経済・企業

米国 バイデン政権のEVインフラ法が呼び水に サブスク、ロボットも登場 土方細秩子

大手量販店ターゲットの駐車場にはEV充電器が設置(カリフォルニア州) 筆者撮影
大手量販店ターゲットの駐車場にはEV充電器が設置(カリフォルニア州) 筆者撮影

 EV(電気自動車)の普及が急激に拡大する中国、米国、欧州では充電インフラの整備も急ピッチで進む。米国では巨大市場となるEV充電器ネットワーク構築を巡り、企業間の競争が激化している。»»特集「充電インフラ最前線」はこちら

まだ少ない急速充電器

「全米の高速道路ネットワーク上に最低でも50マイル(約80キロ)に1カ所の電気自動車(EV)用充電ステーションを設置する」──。これが今年6月に発表された米バイデン政権によるEVインフラ法の骨子だ。

 EVインフラ法の総予算は75億ドル(約1兆250億円)で、うち50億ドルが各州政府に高速道路充電ネットワーク設定のために配布され、残る25億ドルは一般道路上などに使われる予定だ。充電ステーションの事業者による補助金申請も始まり、「使いやすく、場所が分かりやすく、料金の支払い方法などもシンプルな充電ステーション」が求められている。

 今年8月時点で米国の全車両におけるEV比率は6%程度とまだまだ低い。PHV(プラグインハイブリッド車)とHV(ハイブリッド車)を合わせたシェアも12.6%にとどまる。しかし、フォード・モーター、ゼネラル・モーターズ(GM)の大手が商用車に力を入れ、また一般消費者向けのEVラインアップの充実も始まっている。EV比率は今後、年率24%以上の上昇を見せ、2030年には全車両の3割を超える、という予測もある。

 EV普及に欠かせないのが充電ステーションの充実だ。米エネルギー省によれば、現時点で全米の公共充電ステーション数は4万7243カ所、充電器数は11万7816台である。ただし、「レベル1」と「レベル2」の充電器が8割強を占め、急速充電が可能なDC(直流)充電器は2万基程度にとどまる。

 レベル1とは1時間の充電で走行距離5マイル(約8キロ)程度で、主に家庭での夜間充電に使われるもの、レベル2は1時間当たり14~35マイルの充電が可能、DCは30分の充電でゼロから8割程度まで急速充電が可能となるものを指す。

 バイデン政権が目指す50マイルごとの充電ステーションは、当然ながらDC充電器によるものだ。
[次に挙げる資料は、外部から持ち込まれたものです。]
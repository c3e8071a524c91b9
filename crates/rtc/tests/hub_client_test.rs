//! WebSocket hub client against a loopback JSON-RPC server
//!
//! # Running Tests
//!
//! ```bash
//! cargo test -p tandem-rtc --test hub_client_test -- --nocapture
//! ```

mod harness;

use harness::{init_logging, peer, TestHub};
use std::sync::Arc;
use std::time::Duration;
use tandem_rtc::signaling::{
    error_codes, ChannelEvent, ChannelStatus, HubEvent, HubRequest, JoinRoomResponse,
    SignalingChannel,
};
use tandem_rtc::{Error, HubConnector, ReconnectionPolicy, SignalingConnector};
use tokio::sync::broadcast;

fn connector(max_retries: u32) -> HubConnector {
    HubConnector::new(
        ReconnectionPolicy::immediate(max_retries),
        Duration::from_secs(2),
        Duration::from_secs(2),
    )
}

async fn next_event(events: &mut broadcast::Receiver<ChannelEvent>) -> ChannelEvent {
    tokio::time::timeout(Duration::from_secs(3), events.recv())
        .await
        .expect("event in time")
        .expect("open event stream")
}

#[tokio::test]
async fn test_connect_presents_bearer_token() {
    init_logging();
    let hub = TestHub::start().await;

    let channel = connector(0).connect(&hub.url, "s3cret").await.unwrap();

    assert_eq!(channel.status(), ChannelStatus::Connected);
    assert_eq!(hub.auth_headers(), vec!["Bearer s3cret".to_string()]);
    channel.disconnect().await;
}

#[tokio::test]
async fn test_empty_token_fails_before_dialing() {
    init_logging();
    let hub = TestHub::start().await;

    let result = connector(0).connect(&hub.url, "  ").await;

    assert!(matches!(result, Err(Error::Connection(_))));
    tokio::time::sleep(Duration::from_millis(50)).await;
    assert_eq!(hub.connection_count(), 0);
}

#[tokio::test]
async fn test_unreachable_hub_is_a_connection_error() {
    init_logging();
    let hub = TestHub::start().await;
    let url = hub.url.clone();
    drop(hub);
    tokio::time::sleep(Duration::from_millis(50)).await;

    let result = connector(0).connect(&url, "token").await;
    assert!(matches!(result, Err(Error::Connection(_))));
}

#[tokio::test]
async fn test_invoke_returns_result() {
    init_logging();
    let hub = TestHub::start().await;
    let channel = connector(0).connect(&hub.url, "token").await.unwrap();

    let value = tokio_test::assert_ok!(
        channel
            .invoke(HubRequest::JoinRoom {
                room_id: "room-1".to_string(),
                display_name: "Me".to_string(),
            })
            .await
    );
    let joined: JoinRoomResponse = serde_json::from_value(value).unwrap();

    assert_eq!(joined.peer_id, peer("me"));
    assert!(joined.participants.is_empty());
    channel.disconnect().await;
}

#[tokio::test]
async fn test_invoke_surfaces_hub_errors() {
    init_logging();
    let hub = TestHub::start().await;
    let channel = connector(0).connect(&hub.url, "token").await.unwrap();

    let err = channel
        .invoke(HubRequest::EndRoom {
            room_id: "room-1".to_string(),
        })
        .await
        .unwrap_err();

    match err {
        Error::Signaling { code, message } => {
            assert_eq!(code, error_codes::NOT_AUTHORIZED);
            assert_eq!(message, "Not authorized");
        }
        other => panic!("unexpected error {:?}", other),
    }
    channel.disconnect().await;
}

#[tokio::test]
async fn test_notifications_reach_subscribers() {
    init_logging();
    let hub = TestHub::start().await;
    let channel = connector(0).connect(&hub.url, "token").await.unwrap();
    let mut events = channel.subscribe();

    channel
        .invoke(HubRequest::RaiseHand {
            room_id: "room-1".to_string(),
            raised: true,
        })
        .await
        .unwrap();

    assert_eq!(
        next_event(&mut events).await,
        ChannelEvent::Hub(HubEvent::HandChanged {
            peer_id: peer("me"),
            raised: true
        })
    );
    channel.disconnect().await;
}

#[tokio::test]
async fn test_concurrent_invokes_are_matched_by_id() {
    init_logging();
    let hub = TestHub::start().await;
    let channel: Arc<dyn SignalingChannel> = connector(0).connect(&hub.url, "token").await.unwrap();

    let join = channel.invoke(HubRequest::JoinRoom {
        room_id: "room-1".to_string(),
        display_name: "Me".to_string(),
    });
    let end = channel.invoke(HubRequest::EndRoom {
        room_id: "room-1".to_string(),
    });
    let (joined, ended) = tokio::join!(join, end);

    assert!(joined.unwrap().get("peer_id").is_some());
    assert!(matches!(ended, Err(Error::Signaling { .. })));
    channel.disconnect().await;
}

#[tokio::test]
async fn test_reconnects_after_socket_drop() {
    init_logging();
    let hub = TestHub::start().await;
    let channel = connector(3).connect(&hub.url, "token").await.unwrap();
    let mut events = channel.subscribe();

    // The loopback hub hangs up on room.leave
    let left = channel
        .invoke(HubRequest::LeaveRoom {
            room_id: "room-1".to_string(),
        })
        .await;
    assert!(left.is_err());

    assert_eq!(
        next_event(&mut events).await,
        ChannelEvent::Reconnecting { attempt: 1 }
    );
    assert_eq!(next_event(&mut events).await, ChannelEvent::Reconnected);
    assert_eq!(channel.status(), ChannelStatus::Connected);
    assert_eq!(hub.connection_count(), 2);
    assert_eq!(
        hub.auth_headers(),
        vec!["Bearer token".to_string(), "Bearer token".to_string()]
    );

    let value = channel
        .invoke(HubRequest::JoinRoom {
            room_id: "room-1".to_string(),
            display_name: "Me".to_string(),
        })
        .await
        .unwrap();
    assert_eq!(value["role"], "host");
    channel.disconnect().await;
}

#[tokio::test]
async fn test_gives_up_when_hub_stays_down() {
    init_logging();
    let hub = TestHub::start().await;
    let channel = connector(2).connect(&hub.url, "token").await.unwrap();
    let mut events = channel.subscribe();

    hub.stop_accepting();
    tokio::time::sleep(Duration::from_millis(50)).await;
    let _ = channel
        .invoke(HubRequest::LeaveRoom {
            room_id: "room-1".to_string(),
        })
        .await;

    assert_eq!(
        next_event(&mut events).await,
        ChannelEvent::Reconnecting { attempt: 1 }
    );
    assert_eq!(
        next_event(&mut events).await,
        ChannelEvent::Reconnecting { attempt: 2 }
    );
    assert!(matches!(
        next_event(&mut events).await,
        ChannelEvent::Closed { .. }
    ));
    assert_eq!(channel.status(), ChannelStatus::Disconnected);

    let err = channel
        .invoke(HubRequest::JoinRoom {
            room_id: "room-1".to_string(),
            display_name: "Me".to_string(),
        })
        .await
        .unwrap_err();
    assert!(matches!(err, Error::NotConnected(_)));
}

#[tokio::test]
async fn test_disconnect_is_quiet() {
    init_logging();
    let hub = TestHub::start().await;
    let channel = connector(3).connect(&hub.url, "token").await.unwrap();
    let mut events = channel.subscribe();

    channel.disconnect().await;

    assert_eq!(channel.status(), ChannelStatus::Disconnected);
    let invoked = channel
        .invoke(HubRequest::LeaveRoom {
            room_id: "room-1".to_string(),
        })
        .await;
    assert!(matches!(invoked, Err(Error::NotConnected(_))));

    tokio::time::sleep(Duration::from_millis(100)).await;
    assert!(matches!(
        events.try_recv(),
        Err(broadcast::error::TryRecvError::Empty)
    ));
    assert_eq!(hub.connection_count(), 1);
}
現在全米の高速道路には少なくとも25マイルごとに1カ所のガソリンスタンドがあるが、EVに対してもこれと同様のガス欠ならぬ電欠の不安なく長距離ドライブを可能とすることを念頭に置いている。

テスラが充電網を開放

 この巨大市場を巡り、EV充電器ネットワーク構築を行う企業での競争が激化している。現在、全米最大のネットワークを所有するのがチャージポイント社で、およそ3万カ所を展開している。ただし、その多くがレベル2だ。

 DCネットワークの最大手は独フォルクスワーゲンの米国法人が所有するエレクトリファイ・アメリカ社で、フォードとも提携している。一方、GMはカリフォルニアに本社があるEVgo社と提携し、25年までに全米に2700カ所の設置を目指す。ただし、これら大手3社を合わせてもDC充電器の数は7000基程度だ。

 そこで今、注目されているのが、1社で1万3000基ものDCネットワークを有するテスラの存在だ。同社は今年2月、欧州で…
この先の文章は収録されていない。